YOUR TASK - Scan the entries below for the word "Some" and copy every line where it turns up.

++++ DATA TO USE

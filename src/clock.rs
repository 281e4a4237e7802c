// src/clock.rs
// Virtual time source: real-time tracking or simulated event-jumping,
// with mid-run speed changes modelled as a timed control event.

use std::time::Instant;

use crate::error::ClockError;

/// Clock operating mode. `Simulated` is fixed at construction and never
/// reads wall time; `Real` tracks wall time, optionally scaled by
/// `speed`, or jumps to the next alarm when `speed` is `None`.
#[derive(Debug, Clone, Copy, PartialEq, Eq)]
pub enum ClockMode {
    Real,
    Simulated,
}

/// Virtual time source owned by the [`crate::scheduler::Scheduler`].
///
/// `speed` of `None` means "jump": in `Real` mode that behaves exactly
/// like `Simulated` mode — the clock advances only when the scheduler
/// explicitly jumps it to the next alarm's `fire_time`.
pub struct Clock {
    mode: ClockMode,
    speed: Option<f64>,
    time: f64,
    start_wall: Instant,
    start_virtual: f64,
}

impl Clock {
    pub fn new(mode: ClockMode, initial_time: f64, speed: Option<f64>) -> Self {
        Self {
            mode,
            speed,
            time: initial_time,
            start_wall: Instant::now(),
            start_virtual: initial_time,
        }
    }

    pub fn mode(&self) -> ClockMode {
        self.mode
    }

    pub fn now(&self) -> f64 {
        self.time
    }

    pub fn speed(&self) -> Option<f64> {
        self.speed
    }

    /// Time never moves backward while a run is active.
    pub fn set_time(&mut self, t: f64) -> Result<(), ClockError> {
        if t < self.time {
            return Err(ClockError::TimeTravel {
                now: self.time,
                requested: t,
            });
        }
        self.time = t;
        self.reanchor();
        Ok(())
    }

    /// Re-anchor `(start_wall, start_virtual)` to now and adopt a new
    /// speed. Used both by `set_speed` and by the control-alarm handler
    /// that implements `set_new_clock_speed_as_timed_event`.
    pub fn set_speed(&mut self, speed: Option<f64>) {
        self.reanchor();
        self.speed = speed;
    }

    fn reanchor(&mut self) {
        self.start_wall = Instant::now();
        self.start_virtual = self.time;
    }

    /// Advance the clock for one scheduler cycle.
    ///
    /// `outbox_empty`, `wake_set_empty` and `next_alarm` describe the
    /// state the scheduler observed this cycle: in `Real` mode with a
    /// finite `speed` the virtual time tracks wall time; otherwise (
    /// `Simulated`, or `Real` with `speed = None`) the clock only moves
    /// when there is nothing left to do but wait for the next alarm.
    pub fn advance(&mut self, outbox_empty: bool, wake_set_empty: bool, next_alarm: Option<f64>) -> f64 {
        match (self.mode, self.speed) {
            (ClockMode::Real, Some(speed)) => {
                let wall_elapsed = self.start_wall.elapsed().as_secs_f64();
                self.time = self.start_virtual + wall_elapsed * speed;
            }
            _ => {
                if outbox_empty && wake_set_empty {
                    if let Some(fire_time) = next_alarm {
                        self.time = fire_time;
                    }
                }
            }
        }
        self.time
    }
}

#[cfg(test)]
mod tests {
    use super::*;

    #[test]
    fn simulated_jump_advances_to_next_alarm() {
        let mut clock = Clock::new(ClockMode::Simulated, 0.0, None);
        let now = clock.advance(true, true, Some(5.0));
        assert_eq!(now, 5.0);
    }

    #[test]
    fn simulated_does_not_jump_when_work_pending() {
        let mut clock = Clock::new(ClockMode::Simulated, 0.0, None);
        let now = clock.advance(false, true, Some(5.0));
        assert_eq!(now, 0.0);
    }

    #[test]
    fn set_time_backward_rejected() {
        let mut clock = Clock::new(ClockMode::Simulated, 10.0, None);
        let err = clock.set_time(5.0).unwrap_err();
        assert!(matches!(err, ClockError::TimeTravel { .. }));
    }
}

++++++++

ANSWER TO THIS TASK -
            (ClockMode::Real, Some(speed)) => {
                    if let Some(fire_time) = next_alarm {
        let now = clock.advance(true, true, Some(5.0));
        let now = clock.advance(false, true, Some(5.0));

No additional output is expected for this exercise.